I’ve been thinking about TP a bunch lately. Those new commercials with women seriously discussing the TP selection process have affected me deeply.

Just joking. On the other hand, this picture by Susan Seubert in the February/March issue of Oregon Home (the Desert Drama home feature) did make me pause:

2012FebMar HighDesertDrama09

Now that’s a built-in I’m jealous of. I have a couple of TP hangups. First, I’ve been able to stop using all paper towels and all paper napkins. But I’m stuck on the TP alternatives. Once my friend Linda asked me if I’d managed to kick the TP habit. I replied “Yes!” in a very excited tone. The look of horror on her face was amazing. I don’t think she would have been more upset to find an intruder in the house. Of course I was joking. My name is Nancy, and I use TP.
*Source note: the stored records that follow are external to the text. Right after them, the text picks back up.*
use argon2::{Argon2, PasswordHash, PasswordHasher, PasswordVerifier, password_hash::SaltString};
use rand_core::OsRng;
use tracing::{debug, info, warn};
use uuid::Uuid;

use bookwish_db::Database;
use bookwish_types::User;

use crate::convert;
use crate::error::{Error, Result, is_unique_violation};
use crate::validate::require;

/// Username/password registration and checks.
///
/// Passwords are stored as Argon2id PHC strings, each with its own random salt.
pub struct CredentialStore<'a> {
    db: &'a Database,
}

impl<'a> CredentialStore<'a> {
    pub fn new(db: &'a Database) -> Self {
        Self { db }
    }

    /// Create a new account. Fails with [`Error::AlreadyExists`] if the
    /// username is taken, leaving the existing account untouched.
    pub fn register(&self, username: &str, password: &str) -> Result<User> {
        require(username, "username is required")?;
        require(password, "password is required")?;

        if self.db.get_user_by_username(username)?.is_some() {
            return Err(Error::AlreadyExists);
        }

        let password_hash = hash_password(password)?;
        let user_id = Uuid::new_v4().to_string();

        self.db
            .create_user(&user_id, username, &password_hash)
            .map_err(|e| {
                // Lost a race with a concurrent registration.
                if is_unique_violation(&e) {
                    Error::AlreadyExists
                } else {
                    Error::Storage(e)
                }
            })?;

        let row = self.db.get_user_by_id(&user_id)?.ok_or(Error::NotFound)?;
        info!("Registered user '{}'", row.username);
        Ok(convert::user(row))
    }

    /// True iff `password` matches the stored hash for `username`.
    /// Unknown users and mismatches are `Ok(false)`; only storage failures error.
    pub fn authenticate(&self, username: &str, password: &str) -> Result<bool> {
        let Some(row) = self.db.get_user_by_username(username)? else {
            debug!("Authentication failed: no user '{}'", username);
            return Ok(false);
        };

        Ok(verify_password(password, &row.password, &row.username))
    }

    pub fn get_id(&self, username: &str) -> Result<Uuid> {
        let row = self.db.get_user_by_username(username)?.ok_or(Error::NotFound)?;
        let user = convert::user(row);
        Ok(user.id)
    }

    /// Authenticate and return the account on success.
    pub fn login(&self, username: &str, password: &str) -> Result<User> {
        let row = self
            .db
            .get_user_by_username(username)?
            .ok_or(Error::InvalidCredentials)?;

        if !verify_password(password, &row.password, &row.username) {
            return Err(Error::InvalidCredentials);
        }

        Ok(convert::user(row))
    }
}

fn hash_password(password: &str) -> Result<String> {
    let salt = SaltString::generate(&mut OsRng);
    let hash = Argon2::default()
        .hash_password(password.as_bytes(), &salt)
        .map_err(|e| Error::Hashing(e.to_string()))?
        .to_string();
    Ok(hash)
}

fn verify_password(password: &str, stored: &str, username: &str) -> bool {
    let parsed = match PasswordHash::new(stored) {
        Ok(parsed) => parsed,
        Err(e) => {
            warn!("Unreadable password hash for '{}': {}", username, e);
            return false;
        }
    };

    Argon2::default()
        .verify_password(password.as_bytes(), &parsed)
        .is_ok()
}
My second hang-up is those damn TP holders that everyone has stuck to their walls. They are ugly. I dislike carving a hole in the wall for one that sits flush with its surface, and so many are ornate curlicue messes. But what really gets on my nerves is those boingy spring contraptions that always end up flying across the room at the worst possible time — or in the nastiest of bathrooms. So my bathrooms have unmolested walls, no spring action waiting to trap an unsuspecting guest (or me), and alternative TP holders. One has a big basket of TP, which is comforting in a weird way (inventory can be nice). Another has these cute little saucers with my initials on them. Also very reassuring to me, as I love seeing my initials all over the place, is this beauty:


I once saw bathroom with a bizarre little deer statuette in it. The TP tubes were stuck on the deer’s ears. Definitely a style statement. There are many alternatives for a TP feature, but right now I’m most jealous of the TP inventory shown above. That’s super cool. It’s functional and sculptural. Sign me up!

Portlander Nancy Ranchel is a self-described accountant, design fan, serial re-modeler, compulsive re-user, and blog writer.